Saturday Morning Links

Assorted content for your weekend reading.

- Lynne Fernandez properly labels the Cons' federal budget as the "inequality budget". Andrew Jackson discusses how we've ended up in a new Gilded Age in Canada, and what we can do to extricate ourselves from it. And BC BookLook reviews Andrew MacLeod's new book on inequality by pointing out some of the important facts which seldom seem to surface elsewhere.

- Speaking of which, Andrew Nikiforuk exposes how the Alberta PCs handed the oil industry $13 billion in free money by failing to correct a miscalculation as to how royalties would change with time. (Feel free to insert quotation marks and/or pause for laughter in the general vicinity of the term "miscalculation".)

- And Michael Prince writes that a compassionate care benefit is following the Cons' typical pattern of handing plenty of money to those who need it least, while offering nothing at all for the people doing the most to help others.

- PressProgress highlights how the Cons' past funding for transit has been left unused, meaning that there's no reason to take seriously the promise of new money years down the road in the federal budget. And Jim Stanford duly slams the Cons' auto strategy of handing car makers massive amounts of money to produce vehicles elsewhere.

- Craig Forcese follows up on the problems with C-51 by pointing out that it wrongly sees all Charter rights as being both conditional and subject to destruction at the mere mention of national security. Open Media offers a new and hand primer on the Cons' terror bill. The Globe and Mail notes that the U.S. is moving to make its no-fly list more sensible and fair even as the Cons make ours more draconian. And Andrew Mitrovica explains why "just trust us" isn't sufficient accountability from anybody when it comes to national security powers:
So here’s what we’re getting by way of reassurance. C-51 looks “frightening” but it isn’t really — not when viewed from Fadden’s altitude in the security sphere. The security services will never use the vast new powers being granted by the bill to cross the line on Canadians’ civil liberties because Richard Fadden won’t let them. And besides, CSIS is beholden to the Public Safety minister — and we all know how seriously Steven Blaney takes his job.

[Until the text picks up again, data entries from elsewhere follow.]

//! System Seeder
//!
//! Bootstraps the system bookkeeping accounts and the primary accounts of
//! every user and partner known to the owner directory.

use std::sync::Arc;
use std::time::Duration;

use ledger_types::domain::{AccountInsert, NewAccount, SYSTEM_OWNER_ID};
use ledger_types::ports::OwnerDirectory;
use ledger_types::{
    AccountPurpose, AccountType, AppError, Currency, LedgerStore, OwnerType, SeedReport,
};
use tracing::{info, instrument, warn};

use crate::accounts::AccountRegistry;
use crate::config::EngineConfig;

pub struct SystemSeeder<R: LedgerStore> {
    accounts: Arc<AccountRegistry<R>>,
    currencies: Vec<Currency>,
    account_types: Vec<AccountType>,
    batch_size: usize,
    directory_timeout: Duration,
}

impl<R: LedgerStore> SystemSeeder<R> {
    pub fn new(accounts: Arc<AccountRegistry<R>>, config: &EngineConfig) -> Self {
        Self {
            accounts,
            currencies: config.currencies.clone(),
            account_types: config.account_types.clone(),
            batch_size: config.seed_batch_size.max(1),
            directory_timeout: config.collaborator_timeout,
        }
    }

    /// Every system purpose for every configured currency and account type.
    #[instrument(skip(self))]
    pub async fn seed_system_accounts(&self) -> SeedReport {
        let mut report = SeedReport::default();
        let mut batch = Vec::new();
        for &currency in &self.currencies {
            for &account_type in &self.account_types {
                for purpose in AccountPurpose::SYSTEM {
                    batch.push(NewAccount::new(
                        OwnerType::System,
                        SYSTEM_OWNER_ID,
                        currency,
                        purpose,
                        account_type,
                        0,
                        None,
                    ));
                }
            }
        }
        self.flush(&mut batch, &mut report).await;

        info!(
            created = report.created,
            existing = report.existing,
            failed = report.failed,
            "system accounts seeded"
        );
        report
    }

    /// System accounts, then a wallet per user and a settlement account per
    /// partner in every configured currency and account type.
    ///
    /// Owners are paged from the directory and their accounts inserted in
    /// batches. Item failures are counted; a directory failure stops that
    /// owner type only.
    #[instrument(skip(self, directory))]
    pub async fn seed_system(&self, directory: &dyn OwnerDirectory) -> SeedReport {
        let mut report = self.seed_system_accounts().await;
        for owner_type in [OwnerType::User, OwnerType::Partner] {
            self.seed_owners(directory, owner_type, &mut report).await;
        }

        info!(
            owners_seen = report.owners_seen,
            created = report.created,
            existing = report.existing,
            failed = report.failed,
            "seeding finished"
        );
        report
    }

    async fn seed_owners(
        &self,
        directory: &dyn OwnerDirectory,
        owner_type: OwnerType,
        report: &mut SeedReport,
    ) {
        let per_owner = self.currencies.len() * self.account_types.len();
        let flush_at = (self.batch_size * per_owner).max(1);
        let purpose = AccountPurpose::primary_for(owner_type);
        let limit = u32::try_from(self.batch_size).unwrap_or(u32::MAX);

        let mut batch = Vec::with_capacity(flush_at);
        let mut offset: u64 = 0;

        loop {
            let call = directory.list_owners(owner_type, offset, limit);
            let page = match tokio::time::timeout(self.directory_timeout, call).await {
                Ok(Ok(page)) => page,
                Ok(Err(e)) => {
                    warn!(%owner_type, offset, error = %e, "owner directory failed, stopping");
                    break;
                }
                Err(_) => {
                    warn!(%owner_type, offset, "owner directory timed out, stopping");
                    break;
                }
            };
            if page.is_empty() {
                break;
            }
            offset += page.len() as u64;

            for owner in page {
                report.owners_seen += 1;
                for &currency in &self.currencies {
                    for &account_type in &self.account_types {
                        batch.push(NewAccount::new(
                            owner_type,
                            owner.owner_id.clone(),
                            currency,
                            purpose,
                            account_type,
                            0,
                            None,
                        ));
                    }
                }
                if batch.len() >= flush_at {
                    self.flush(&mut batch, report).await;
                }
            }
        }

        self.flush(&mut batch, report).await;
    }

    async fn flush(
        &self,
        batch: &mut Vec<Result<NewAccount, ledger_types::DomainError>>,
        report: &mut SeedReport,
    ) {
        if batch.is_empty() {
            return;
        }
        let size = batch.len();
        for item in batch.drain(..) {
            let outcome = match item {
                Ok(account) => self.accounts.insert_account(account).await,
                Err(e) => Err(AppError::from(e)),
            };
            match outcome {
                Ok(AccountInsert::Created(_)) => report.created += 1,
                Ok(AccountInsert::Existing(_)) => report.existing += 1,
                Err(e) => {
                    report.failed += 1;
                    warn!(error = %e, "seed item failed");
                }
            }
        }
        info!(size, "seed batch flushed");
    }
}

#[cfg(test)]
mod tests {
    use super::*;
    use crate::collaborators::StaticOwnerDirectory;
    use crate::ledger::LedgerEngine;
    use crate::receipts::{AtomicSequence, ReceiptGenerator};
    use async_trait::async_trait;
    use ledger_repo::SqliteRepo;
    use ledger_types::ports::{CollaboratorError, OwnerRef};

    async fn seeder(batch_size: usize) -> SystemSeeder<SqliteRepo> {
        let repo = Arc::new(SqliteRepo::new("sqlite::memory:").await.unwrap());
        let receipts = ReceiptGenerator::new(Arc::new(AtomicSequence::new()));
        let ledger = Arc::new(LedgerEngine::new(repo.clone(), receipts.clone()));
        let accounts = Arc::new(AccountRegistry::new(repo, ledger, receipts));
        let config = EngineConfig {
            seed_batch_size: batch_size,
            currencies: vec![Currency::KES, Currency::USD],
            account_types: vec![AccountType::Real],
            ..EngineConfig::default()
        };
        SystemSeeder::new(accounts, &config)
    }

    #[tokio::test]
    async fn test_system_accounts_are_idempotent() {
        let seeder = seeder(10).await;
        let first = seeder.seed_system_accounts().await;
        assert_eq!(first.created, 10);
        assert_eq!(first.failed, 0);

        let second = seeder.seed_system_accounts().await;
        assert_eq!(second.created, 0);
        assert_eq!(second.existing, 10);
    }

    #[tokio::test]
    async fn test_seed_pages_through_owners() {
        let seeder = seeder(3).await;
        let directory = StaticOwnerDirectory::generated(OwnerType::User, "user", 7)
            .with(StaticOwnerDirectory::generated(OwnerType::Partner, "partner", 2));

        let report = seeder.seed_system(&directory).await;
        assert_eq!(report.owners_seen, 9);
        // 10 system + 9 owners x 2 currencies
        assert_eq!(report.created, 28);
        assert_eq!(report.failed, 0);

        let partner = seeder.accounts.get_accounts_by_owner("partner-1").await.unwrap();
        assert_eq!(partner.len(), 2);
        assert!(partner.iter().all(|a| a.purpose == AccountPurpose::Settlement));

        let again = seeder.seed_system(&directory).await;
        assert_eq!(again.created, 0);
        assert_eq!(again.existing, 28);
    }

    /// Serves at most two owners per page whatever limit is asked for.
    struct CappedDirectory(StaticOwnerDirectory);

    #[async_trait]
    impl OwnerDirectory for CappedDirectory {
        async fn list_owners(
            &self,
            owner_type: OwnerType,
            offset: u64,
            limit: u32,
        ) -> Result<Vec<OwnerRef>, CollaboratorError> {
            self.0.list_owners(owner_type, offset, limit.min(2)).await
        }
    }

    #[tokio::test]
    async fn test_short_pages_do_not_end_seeding() {
        let seeder = seeder(500).await;
        let directory = CappedDirectory(StaticOwnerDirectory::generated(OwnerType::User, "user", 6));

        let report = seeder.seed_system(&directory).await;
        assert_eq!(report.owners_seen, 6);
        assert_eq!(report.created, 10 + 6 * 2);
        assert_eq!(seeder.accounts.get_accounts_by_owner("user-5").await.unwrap().len(), 2);
    }

    struct BrokenDirectory;

    #[async_trait]
    impl OwnerDirectory for BrokenDirectory {
        async fn list_owners(
            &self,
            owner_type: OwnerType,
            offset: u64,
            _limit: u32,
        ) -> Result<Vec<OwnerRef>, CollaboratorError> {
            match (owner_type, offset) {
                (OwnerType::User, 0) => Ok(vec![OwnerRef {
                    owner_id: "user-0".into(),
                    owner_type,
                }]),
                _ => Err(CollaboratorError::Unavailable("directory down".into())),
            }
        }
    }

    #[tokio::test]
    async fn test_directory_failure_keeps_seeded_batches() {
        let seeder = seeder(1).await;
        let report = seeder.seed_system(&BrokenDirectory).await;

        assert_eq!(report.owners_seen, 1);
        assert_eq!(report.created, 12);
        assert_eq!(seeder.accounts.get_accounts_by_owner("user-0").await.unwrap().len(), 2);
    }
}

What a crock. Ever since its inception in 1984, Conservative and Liberal ministers responsible for the agency have said repeatedly, both in and outside the House of Commons, that they do not and cannot get involved in the day-to-day operations of CSIS. And we’re supposed to believe Blaney, the guy who was making Holocaust comparisons during his own committee appearance on the bill, is going to be the one to break that streak?
...

One of the more disturbing aspects of Fadden’s performance before the committee was how myopic it was. He made pointed reference to terrorist attacks against “Western interests” and Canada’s “allies” in Paris, Madrid and London. He claimed that Canada’s “priorities” in combatting terror only changed after the Americans were attacked on 9/11.

At no point during his testimony did he mention the largest mass murder in Canadian history — the 1985 bombing of Air India Flight 182. Most of the 329 victims aboard that flight were Canadians; 86 were children. It was a terrorist attack that made the European attacks cited by Fadden seem subtle. So why didn’t he bring it up?

Because it didn’t fit the narrative. The Air India affair was a black eye for Canadian security and law enforcement. CSIS and the RCMP — the agencies Fadden never tires of describing as “second to none” — were so incompetent and preoccupied with turf wars that they failed, despite ample warning, to stop the terrorist attack, even though they had the tools to do so. And the Air India terror plot was engineered and executed in Canada; its intended victims were Canadians who hailed from every province, save P.E.I.
...
Air India was and remains a shining example of security service incompetence at its absolute worst. C-51 wouldn’t have prevented it. So while the bill will most certainly pass, the government’s arguments in its favour stand convicted of their own faulty logic. Unless, however, we’re all willing to just trust the Harper government — and Richard Fadden.